I think most guys that find this community are in a similar boat that I was in once (hey the more personal, the more universal right?)
And their path is going to follow something like mine did. Not all guys though, there are plenty of guys I know personally that will follow a different path to move closer to their potential, but this is like the majority of guys this community attracts.
First the guy has to hit the point of realizing there’s a problem, something deep inside. By realizing I mean a feeling to, most of us have ego’s far to big to let us see something like that up front early on. I know I was one.
And hence, we get into ’self improvement’. This quickly turns into ego-based learning, and tack-ons to ourselves.
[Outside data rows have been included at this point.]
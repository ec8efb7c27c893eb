use serde::{Deserialize, Serialize};
use viewx_core::{AggregationDataSource, Result, RowRange, View};

/// A view with its utility score
#[derive(Debug, Clone, PartialEq, Serialize, Deserialize)]
pub struct RankedView {
    pub view: View,
    pub utility: f64,
}

impl RankedView {
    pub fn new(view: View, utility: f64) -> Self {
        Self { view, utility }
    }
}

/// Scores a set of views against a data source and ranks them
pub trait SearchStrategy {
    fn name(&self) -> &'static str;

    /// Score every view over `range` (the whole dataset when `None`) and
    /// return them sorted by descending utility, truncated to `top_k` when
    /// given. Ties keep the input order of `views`.
    fn rank(
        &self,
        source: &mut dyn AggregationDataSource,
        views: &[View],
        range: Option<RowRange>,
        top_k: Option<usize>,
    ) -> Result<Vec<RankedView>>;
}

impl<S: SearchStrategy + ?Sized> SearchStrategy for Box<S> {
    fn name(&self) -> &'static str {
        (**self).name()
    }

    fn rank(
        &self,
        source: &mut dyn AggregationDataSource,
        views: &[View],
        range: Option<RowRange>,
        top_k: Option<usize>,
    ) -> Result<Vec<RankedView>> {
        (**self).rank(source, views, range, top_k)
    }
}

/// Sort by score descending (stable) and cut to `top_k`
pub(crate) fn order_by_utility(mut results: Vec<RankedView>, top_k: Option<usize>) -> Vec<RankedView> {
    results.sort_by(|a, b| {
        b.utility.partial_cmp(&a.utility).unwrap_or(std::cmp::Ordering::Equal)
    });
    if let Some(k) = top_k {
        results.truncate(k);
    }
    results
}

#[cfg(test)]
mod tests {
    use super::*;
    use viewx_core::AggregateFunction;

    #[test]
    fn test_order_is_stable_on_ties() {
        let v = |m: &str| View::new("d", AggregateFunction::Sum, m);
        let ranked = order_by_utility(
            vec![
                RankedView::new(v("a"), 0.5),
                RankedView::new(v("b"), 0.9),
                RankedView::new(v("c"), 0.5),
            ],
            None,
        );
        let order: Vec<&str> = ranked.iter().map(|r| r.view.measure()).collect();
        assert_eq!(order, vec!["b", "a", "c"]);

        let top = order_by_utility(ranked, Some(1));
        assert_eq!(top.len(), 1);
        assert_eq!(top[0].view.measure(), "b");
    }
}
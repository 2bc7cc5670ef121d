use super::models::SaveDeckRequest;
use super::services::DecksService;
use crate::auth::AuthedUser;
use crate::common::{ApiError, AppState, Envelope};
use axum::{
    extract::{Extension, Path},
    http::StatusCode,
    Json,
};
use std::sync::Arc;
use tokio::sync::RwLock;

/// GET /decks/:deck_id/players/:player_id - Fetch one deck as an expanded view
pub async fn get_deck(
    Extension(state): Extension<Arc<RwLock<AppState>>>,
    _user: AuthedUser,
    Path((deck_id, player_id)): Path<(i64, i64)>,
) -> Result<Envelope, ApiError> {
    let app_state = state.read().await;
    let decks_service = DecksService::new(app_state.db.clone());

    let deck = decks_service.get_deck(player_id, deck_id).await?;

    Ok(Envelope::success(StatusCode::OK, "Deck fetched successfully").field("deck", deck))
}

/// POST /decks/players/:player_id - Create a deck for a player
pub async fn create_deck(
    Extension(state): Extension<Arc<RwLock<AppState>>>,
    _user: AuthedUser,
    Path(player_id): Path<i64>,
    Json(request): Json<SaveDeckRequest>,
) -> Result<Envelope, ApiError> {
    let app_state = state.read().await;
    let decks_service = DecksService::new(app_state.db.clone());

    decks_service.create_deck(player_id, request).await?;

    Ok(Envelope::success(
        StatusCode::CREATED,
        "Deck created successfully",
    ))
}

/// PUT /decks/:deck_id/players/:player_id - Replace an existing deck
pub async fn update_deck(
    Extension(state): Extension<Arc<RwLock<AppState>>>,
    _user: AuthedUser,
    Path((deck_id, player_id)): Path<(i64, i64)>,
    Json(request): Json<SaveDeckRequest>,
) -> Result<Envelope, ApiError> {
    let app_state = state.read().await;
    let decks_service = DecksService::new(app_state.db.clone());

    decks_service.update_deck(player_id, deck_id, request).await?;

    Ok(Envelope::success(StatusCode::OK, "Deck updated successfully"))
}
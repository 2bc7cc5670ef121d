//! Authentication extractors for Axum

use async_trait::async_trait;
use axum::{
    extract::{Extension, FromRequestParts},
    http::{header::AUTHORIZATION, request::Parts},
};
use jsonwebtoken::{decode, Algorithm, DecodingKey, Validation};
use std::sync::Arc;
use tokio::sync::RwLock;
use tracing::{debug, error, warn};

use super::models::{Claims, User};
use crate::common::{safe_email_log, ApiError, AppState};

/// Authenticated user extractor
///
/// Validates the bearer JWT from the Authorization header and loads the user
/// from the database. Rejection carries the generic 401 envelope.
#[derive(Debug)]
pub struct AuthedUser {
    pub id: i64,
    pub email: String,
}

#[async_trait]
impl<S> FromRequestParts<S> for AuthedUser
where
    S: Send + Sync,
{
    type Rejection = ApiError;

    async fn from_request_parts(parts: &mut Parts, state: &S) -> Result<Self, Self::Rejection> {
        // Extract the Extension containing the AppState
        let Extension(state_lock): Extension<Arc<RwLock<AppState>>> =
            Extension::from_request_parts(parts, state)
                .await
                .map_err(|_| ApiError::InternalServer("missing app state".to_string()))?;

        let app_state = state_lock.read().await.clone();

        // Extract Bearer token from Authorization header
        let token = parts
            .headers
            .get(AUTHORIZATION)
            .and_then(|h| h.to_str().ok())
            .map(|s| s.to_string());

        let token = match token {
            Some(t) => t,
            None => {
                warn!("Authentication failed: missing Authorization header");
                return Err(ApiError::Unauthorized("No autorizado".to_string()));
            }
        };

        // Handle "Bearer <token>" format or raw token
        let bare_token = if let Some(rest) = token.strip_prefix("Bearer ") {
            rest.to_string()
        } else {
            token
        };

        // Validate JWT token
        let decoded = match decode::<Claims>(
            &bare_token,
            &DecodingKey::from_secret(app_state.jwt_secret.as_bytes()),
            &Validation::new(Algorithm::HS256),
        ) {
            Ok(d) => d,
            Err(e) => {
                warn!(error = %e, "JWT token validation failed");
                return Err(ApiError::Unauthorized("No autorizado".to_string()));
            }
        };

        let user_id: i64 = match decoded.claims.sub.parse() {
            Ok(id) => id,
            Err(_) => {
                warn!(sub = %decoded.claims.sub, "JWT subject is not a user id");
                return Err(ApiError::Unauthorized("No autorizado".to_string()));
            }
        };

        // Look up user in database
        let user: Option<User> = sqlx::query_as::<_, User>("SELECT * FROM users WHERE id = ?")
            .bind(user_id)
            .fetch_optional(&app_state.db)
            .await
            .map_err(|e| {
                error!(
                    error = %e,
                    user_id = user_id,
                    "Database error during user lookup in authentication"
                );
                ApiError::DatabaseError(e)
            })?;

        match user {
            Some(u) => {
                debug!(
                    user_id = u.id,
                    email = %safe_email_log(&u.email),
                    "User authentication successful via extractor"
                );
                Ok(AuthedUser {
                    id: u.id,
                    email: u.email,
                })
            }
            None => {
                warn!(user_id = user_id, "Authentication failed: user not found in database");
                Err(ApiError::Unauthorized("No autorizado".to_string()))
            }
        }
    }
}
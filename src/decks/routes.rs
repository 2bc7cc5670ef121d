use super::handlers;
use axum::{
    routing::{get, post},
    Router,
};

/// Creates the decks router with all deck composition routes
pub fn decks_routes() -> Router {
    Router::new()
        .route(
            "/decks/:deck_id/players/:player_id",
            get(handlers::get_deck).put(handlers::update_deck),
        )
        .route("/decks/players/:player_id", post(handlers::create_deck))
}
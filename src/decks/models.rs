use serde::{Deserialize, Serialize};
use sqlx::FromRow;

use crate::cards::Card;

/// Number of card slots in every deck
pub const DECK_SLOTS: usize = 8;

/// Deck database row. Slot columns are nullable card references.
#[derive(Debug, Clone, FromRow)]
pub struct Deck {
    pub id: i64,
    pub user_id: i64,
    pub id_card_1: Option<i64>,
    pub id_card_2: Option<i64>,
    pub id_card_3: Option<i64>,
    pub id_card_4: Option<i64>,
    pub id_card_5: Option<i64>,
    pub id_card_6: Option<i64>,
    pub id_card_7: Option<i64>,
    pub id_card_8: Option<i64>,
    pub id_deck_player: i64,
    pub created_at: Option<String>,
    pub updated_at: Option<String>,
}

impl Deck {
    /// Slot references in position order
    pub fn slots(&self) -> [Option<i64>; DECK_SLOTS] {
        [
            self.id_card_1,
            self.id_card_2,
            self.id_card_3,
            self.id_card_4,
            self.id_card_5,
            self.id_card_6,
            self.id_card_7,
            self.id_card_8,
        ]
    }
}

/// Read-time expansion of a deck: slots resolved into cards, raw slot
/// reference columns hidden from the API surface. A slot whose card no longer
/// exists resolves to null.
#[derive(Debug, Serialize)]
pub struct DeckView {
    pub id: i64,
    pub user_id: i64,
    pub id_deck_player: i64,
    pub cards: Vec<Option<Card>>,
    pub created_at: Option<String>,
    pub updated_at: Option<String>,
}

/// Request body for deck create and update: eight slot references, the deck
/// label and the owner. All fields are required; optionality here only feeds
/// per-field validation errors.
#[derive(Debug, Deserialize)]
pub struct SaveDeckRequest {
    pub id_card_1: Option<i64>,
    pub id_card_2: Option<i64>,
    pub id_card_3: Option<i64>,
    pub id_card_4: Option<i64>,
    pub id_card_5: Option<i64>,
    pub id_card_6: Option<i64>,
    pub id_card_7: Option<i64>,
    pub id_card_8: Option<i64>,
    pub id_deck_player: Option<i64>,
    pub user_id: Option<i64>,
}

impl SaveDeckRequest {
    /// Slot field names and values in position order
    pub fn slots(&self) -> [(&'static str, Option<i64>); DECK_SLOTS] {
        [
            ("id_card_1", self.id_card_1),
            ("id_card_2", self.id_card_2),
            ("id_card_3", self.id_card_3),
            ("id_card_4", self.id_card_4),
            ("id_card_5", self.id_card_5),
            ("id_card_6", self.id_card_6),
            ("id_card_7", self.id_card_7),
            ("id_card_8", self.id_card_8),
        ]
    }
}
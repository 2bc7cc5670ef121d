// Application state shared across all modules

use sqlx::SqlitePool;

/// Application state containing the database pool and configuration
#[derive(Clone)]
pub struct AppState {
    pub db: SqlitePool,
    pub jwt_secret: String,
}
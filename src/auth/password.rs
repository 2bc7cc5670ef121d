//! Argon2 password hashing

use argon2::{
    password_hash::{rand_core::OsRng, PasswordHash, PasswordHasher, PasswordVerifier, SaltString},
    Argon2,
};
use tracing::error;

use crate::common::ApiError;

/// Hashes a password with a fresh random salt. The encoded string embeds the
/// salt and parameters, so verification needs no extra state.
pub fn hash_password(password: &str) -> Result<String, ApiError> {
    let salt = SaltString::generate(&mut OsRng);
    Argon2::default()
        .hash_password(password.as_bytes(), &salt)
        .map(|hash| hash.to_string())
        .map_err(|e| {
            error!(error = %e, "Password hashing failed");
            ApiError::InternalServer("Error al registrar usuario".to_string())
        })
}

/// Verifies a password against a stored encoded hash. Any parse or mismatch
/// failure yields false; callers respond with a generic credentials message.
pub fn verify_password(password: &str, hash: &str) -> bool {
    PasswordHash::new(hash)
        .map(|parsed| {
            Argon2::default()
                .verify_password(password.as_bytes(), &parsed)
                .is_ok()
        })
        .unwrap_or(false)
}
use super::models::{Card, CardPayload};
use crate::common::{ApiError, Validator};
use sqlx::SqlitePool;
use tracing::info;

pub struct CardsService {
    db: SqlitePool,
}

impl CardsService {
    pub fn new(db: SqlitePool) -> Self {
        Self { db }
    }

    /// Get all cards
    pub async fn get_all_cards(&self) -> Result<Vec<Card>, ApiError> {
        let cards = sqlx::query_as::<_, Card>(
            r#"
            SELECT id, name, description, stroke, defense
            FROM cards
            ORDER BY id ASC
            "#,
        )
        .fetch_all(&self.db)
        .await
        .map_err(ApiError::DatabaseError)?;

        Ok(cards)
    }

    /// Get card by ID
    pub async fn get_card_by_id(&self, card_id: i64) -> Result<Card, ApiError> {
        let card = sqlx::query_as::<_, Card>(
            r#"
            SELECT id, name, description, stroke, defense
            FROM cards
            WHERE id = ?
            "#,
        )
        .bind(card_id)
        .fetch_optional(&self.db)
        .await
        .map_err(ApiError::DatabaseError)?
        .ok_or_else(|| ApiError::NotFound("Card not found".to_string()))?;

        Ok(card)
    }

    /// Create a new card
    pub async fn create_card(&self, payload: CardPayload) -> Result<Card, ApiError> {
        let result = payload.validate(&payload);
        if !result.is_valid {
            return Err(ApiError::from(result));
        }

        let inserted = sqlx::query(
            r#"
            INSERT INTO cards (name, description, stroke, defense, created_at, updated_at)
            VALUES (?, ?, ?, ?, datetime('now'), datetime('now'))
            "#,
        )
        .bind(&payload.name)
        .bind(&payload.description)
        .bind(payload.stroke)
        .bind(payload.defense)
        .execute(&self.db)
        .await
        .map_err(ApiError::DatabaseError)?;

        let card_id = inserted.last_insert_rowid();
        info!(card_id = card_id, "Created card");

        self.get_card_by_id(card_id).await
    }

    /// Update an existing card, replacing all four fields
    pub async fn update_card(&self, card_id: i64, payload: CardPayload) -> Result<Card, ApiError> {
        let result = payload.validate(&payload);
        if !result.is_valid {
            return Err(ApiError::from(result));
        }

        // 404 before touching the row
        self.get_card_by_id(card_id).await?;

        sqlx::query(
            r#"
            UPDATE cards
            SET name = ?, description = ?, stroke = ?, defense = ?, updated_at = datetime('now')
            WHERE id = ?
            "#,
        )
        .bind(&payload.name)
        .bind(&payload.description)
        .bind(payload.stroke)
        .bind(payload.defense)
        .bind(card_id)
        .execute(&self.db)
        .await
        .map_err(ApiError::DatabaseError)?;

        info!(card_id = card_id, "Updated card");

        self.get_card_by_id(card_id).await
    }
}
Things like methods/tactics/routines.
These are all cool, specifically because they lead us to the next step.
The ready to fight level. This is when you make a monumental decision. Your’s may relate to mine, or it may not. Everyone’s different.
Next is rock bottom.
This is when the ‘decision’ becomes nearly universal.
YOU WILL DO WHATEVER THE FUCK IT TAKES.
WHATEVER IT TAKES.
For me, this at first was taking out a huge student loan to buy a bootcamp way out of my price range as a college student.
When I got it I decided that wasn’t the best option at the time, and instead decided to go out every single night until I approached 3,000 sets (was at about 2,000 at that time).
Not 2 weeks in I banged a girl for the first time in over a year, one I liked on top of that (hey fatties need love too, but not from me).
This was not coincidence.
Moving on…
This is when you begin to scramble your brain.
This is when self destruction truly begins.
This is when the healing beings.
There are a few pitfalls to watch out for, and I’ll detail them this summer at the Under 21 Convention.
You eventually get to a point where you’re about to, or are going INSANE, and you KNOW IT.
You push a little more…
And then you let it all go. You see the fucking LIGHT. You may even find some of your self-esteem you lost growing up…
After that is when you pretty much start to fill in the gaps. You make it, but realize there is always room for improvment.
You begin to move on to bigger and better things…
This part is probably different for everyone, but for me, it was just starting to really ENJOY life for what it is.
Living the way I wanted, being the person I am, being AUTHENTIC, and just doing what the fuck I feel like doing.
So for anyone who gets the blunt end of my advice, take it for what it’s worth. I’ve been in your shoes, and mean the best.
Something I kind of stumbled upon in my mind yesterday thinking about this…
The 90/10 ratio for people self actualizing is a catch 22. The resources are there for everyone, but only because 90% won’t ever use them.
90% of people not utilizing what’s available makes it possible for those who want ‘it’ bad enough to pursue ‘it’.
Making the title of this post all the more important…
Are you a statistic, or something MORE?



July 29th, 2008 at 12:16 pm
Great article…though I have been using all of this info for quite awhile and nothing has really worked…and I do whatever it takes and it just does not work….
August 13th, 2008 at 4:03 pm
Ha! Holy shit, Dream! I remember reading your field journal on another forum. Good to see you still around, man.